Typically, cable takeovers give the buyer a few great metropolitan clusters and a hodgepodge of little systems spread across a dozen states. But since acquiring TCI and MediaOne, AT&T pretty much sold or traded away systems outside major markets. So Comcast gets tightly clustered systems that cover 75%-95% of markets like Chicago, San Francisco, Seattle, Portland, Denver and Miami. Burke is particularly interested in galvanizing local ad sales, making Comcast cable systems as powerful as TV stations.
And there's lots of room for improvement. Two years into a promised turnaround, AT&T Broadband's operating-cash-flow margins are 20 percentage points less than the 40%-45% industry average.
Here's the downside. Many of these systems have been poorly managed for years, first under TCI and then under AT&T. Unlike Cox or Time Warner, TCI was stingy on paying for system upgrades needed to launch new digital, data and telephone services.

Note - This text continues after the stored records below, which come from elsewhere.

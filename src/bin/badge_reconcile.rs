use anyhow::Result;
use chrono::Utc;
use clap::Parser;
use std::path::PathBuf;
use tracing::{info, warn};

use badge_engine::{config, db, job_board, BadgeEngine};

#[derive(Debug, Parser)]
#[command(
    author,
    version,
    about = "Recompute every job's promotion flags from the badge ledger and exit"
)]
struct Args {
    /// Path to YAML config file
    #[arg(long, default_value = "config.yaml")]
    config: PathBuf,

    /// Exit non-zero if any flag could not be written
    #[arg(long)]
    strict: bool,
}

#[tokio::main]
async fn main() -> Result<()> {
    tracing_subscriber::fmt()
        .with_env_filter(tracing_subscriber::EnvFilter::from_default_env())
        .with_target(false)
        .compact()
        .init();

    let args = Args::parse();
    let cfg = config::load(Some(&args.config))?;
    cfg.ensure_dirs()?;

    let pool = db::init_pool(&cfg.database_url()).await?;
    db::run_migrations(&pool).await?;

    let queued = db::list_reconciliations(&pool).await?;
    info!(queued = queued.len(), "starting flag reconciliation");
    for row in &queued {
        info!(
            job_id = %row.job_id,
            badge = %row.badge_type,
            attempts = row.attempts,
            flagged_at = %row.flagged_at,
            last_error = %row.last_error,
            "queued for repair"
        );
    }

    let board = job_board::from_config(&cfg, &pool)?;
    let engine = BadgeEngine::new(pool, &cfg, board);
    let report = engine.reconcile(Utc::now()).await?;
    println!("{}", serde_json::to_string(&report)?);

    if report.failed > 0 {
        warn!(failed = report.failed, "some flags are still out of sync");
        if args.strict {
            anyhow::bail!("{} flag(s) could not be reconciled", report.failed);
        }
    }
    Ok(())
}
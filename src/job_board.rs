//! Write access to the promotion flags on job postings.
//!
//! The job record belongs to the job-posting subsystem. The engine only ever
//! flips `is_urgent` / `is_featured`, through a `JobBoard`.
use anyhow::{anyhow, Context, Result};
use async_trait::async_trait;
use reqwest::{Client, StatusCode, Url};
use serde_json::{json, Map, Value};
use std::fmt;
use std::sync::Arc;
use tracing::debug;

use crate::config::{Config, JobBoardKind};
use crate::db::{self, Pool};
use crate::model::BadgeType;

#[async_trait]
pub trait JobBoard: Send + Sync {
    async fn set_flag(&self, job_id: &str, badge: BadgeType, value: bool) -> Result<()>;
}

/// Job records kept in the engine's own database.
#[derive(Debug, Clone)]
pub struct SqliteJobBoard {
    pool: Pool,
}

impl SqliteJobBoard {
    pub fn new(pool: Pool) -> Self {
        Self { pool }
    }
}

#[async_trait]
impl JobBoard for SqliteJobBoard {
    async fn set_flag(&self, job_id: &str, badge: BadgeType, value: bool) -> Result<()> {
        db::write_job_flag(&self.pool, job_id, badge, value).await
    }
}

/// Job records owned by a remote job-listing service.
#[derive(Clone)]
pub struct HttpJobBoard {
    http: Client,
    base_url: Url,
    token: Option<String>,
}

impl fmt::Debug for HttpJobBoard {
    fn fmt(&self, f: &mut fmt::Formatter<'_>) -> fmt::Result {
        f.debug_struct("HttpJobBoard")
            .field("base_url", &self.base_url)
            .finish_non_exhaustive()
    }
}

impl HttpJobBoard {
    pub fn new(base_url: &str, token: Option<String>) -> Result<Self> {
        // Url::join drops the last segment unless the base ends with '/'.
        let normalized = if base_url.ends_with('/') {
            base_url.to_string()
        } else {
            format!("{base_url}/")
        };
        let base_url = Url::parse(&normalized).context("invalid job board base url")?;
        let http = Client::builder()
            .user_agent("badge-engine/0.1")
            .timeout(std::time::Duration::from_secs(10))
            .build()
            .context("failed to build job board client")?;
        Ok(Self {
            http,
            base_url,
            token,
        })
    }

    fn job_url(&self, job_id: &str) -> Result<Url> {
        self.base_url
            .join(&format!("jobs/{job_id}"))
            .context("invalid job id for url")
    }
}

pub fn build_flag_patch(badge: BadgeType, value: bool) -> Value {
    let mut body = Map::new();
    body.insert(badge.flag_field().to_string(), json!(value));
    Value::Object(body)
}

#[async_trait]
impl JobBoard for HttpJobBoard {
    async fn set_flag(&self, job_id: &str, badge: BadgeType, value: bool) -> Result<()> {
        let url = self.job_url(job_id)?;
        let body = build_flag_patch(badge, value);
        debug!(%url, payload = %body, "patching job flag");

        let mut req = self.http.patch(url).json(&body);
        if let Some(token) = self.token.as_deref() {
            req = req.bearer_auth(token);
        }
        let res = req.send().await.context("failed to reach job board")?;

        if res.status() == StatusCode::NOT_FOUND {
            return Err(anyhow!("job {job_id} not found on job board"));
        }
        if !res.status().is_success() {
            let status = res.status();
            let body = res.text().await.unwrap_or_default();
            return Err(anyhow!("job board error {}: {}", status, body));
        }
        Ok(())
    }
}

pub fn from_config(cfg: &Config, pool: &Pool) -> Result<Arc<dyn JobBoard>> {
    match cfg.job_board.kind {
        JobBoardKind::Local => Ok(Arc::new(SqliteJobBoard::new(pool.clone()))),
        JobBoardKind::Http => {
            let base = cfg
                .job_board
                .base_url
                .as_deref()
                .ok_or_else(|| anyhow!("job_board.base_url is required for kind http"))?;
            Ok(Arc::new(HttpJobBoard::new(base, cfg.job_board.token.clone())?))
        }
    }
}

#[cfg(test)]
mod tests {
    use super::*;

    #[test]
    fn patch_body_names_one_flag() {
        assert_eq!(
            build_flag_patch(BadgeType::Urgent, true),
            json!({ "is_urgent": true })
        );
        assert_eq!(
            build_flag_patch(BadgeType::Featured, false),
            json!({ "is_featured": false })
        );
    }

    #[test]
    fn job_url_keeps_base_path() {
        let board = HttpJobBoard::new("https://jobs.example.com/api/v2", None).unwrap();
        assert_eq!(
            board.job_url("job-42").unwrap().as_str(),
            "https://jobs.example.com/api/v2/jobs/job-42"
        );
    }
}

But AT&T made some other missteps. Armstrong—now chairman of Comcast's board —was riveted on using cable systems to immediately enter the local phone business, a game in which Roberts doesn't see the right financial returns yet. So AT&T poured money into telephone upgrades and marketing (five months free service at one point), securing up to 25% penetration in some markets but badly depressing cash flow.
Armstrong axed cable chief Dan Somers a year ago and brought in ex-Continental Cablevision President Bill Schleyer to turn things around. But Comcast executives' initial hopes that caretaker Schleyer would revive the cable division fizzled. AT&T Broadband will probably wind up losing 500,000 basic subscribers by year-end, the equivalent of a top-10 cable operator. Cash-flow margins are still a meager 21%.
Industry executives say Roberts and Burke privately express astonishment that AT&T Broadband continued to focus heavily on selling telephone services, even though Comcast executives clearly planned to slow—though not stop—deployment. For example, AT&T has continued to offer customer-service reps commissions and bonuses for adding telephone customers but nothing for adding basic subscribers.
The system rebuild was going slower than expected. Systems with a mid-level capacity of 550 MHz were being upgraded to 750-860 MHz even though lower-capacity systems were untouched.
Burke offers no public criticism. "Bill did a good job of getting the phones answered, getting the rebuild going," Burke said. "What we need to do is finish the job."
The executives are striving to be equally conciliatory over the industry's hottest button: programming costs. Comcast's size gives Roberts tremendous clout over programmers, who face being dark or stuck on ch. 246 if they can't come to terms.
Reducing programming costs "is not the reason we did this transaction," Roberts said. "It's not going to be on Steve's plate for the next year."
Burke, however, added, "Size should make a difference, though."
Some network executives say they're not particularly worried, largely because they've had good relationships with Comcast over the years. "Big companies get big for reasons: so they can aspire to be ballbusters," said the president of one major cable programmer that's a subsidiary of a giant media conglomerate. "But that's the pot calling the kettle black. They're not the guys I lay awake about being unfair or being clout-mongers."
That said, the first thing Comcast did when closing the deal was to sue pay movie channel Starz! Encore to extinguish AT&T's unfathomably expensive $360 million deal that required the MSO to cover cost overruns on Starz's deals with Hollywood studios.
The 25-year deal was cut back when TCI was still a half-owner of Starz and sought to sell the whole thing to affiliate Liberty Media. Comcast contends that its less expensive contract with Starz should apply.
But Roberts isn't dwelling on the inevitable battles to come. He is simply determined to continue what his father, Comcast founder Ralph, calls a 30-year track record of 22% compounded annual returns. "I feel great," he said. "I feel more optimistic and enthusiastic than the day we signed the contract."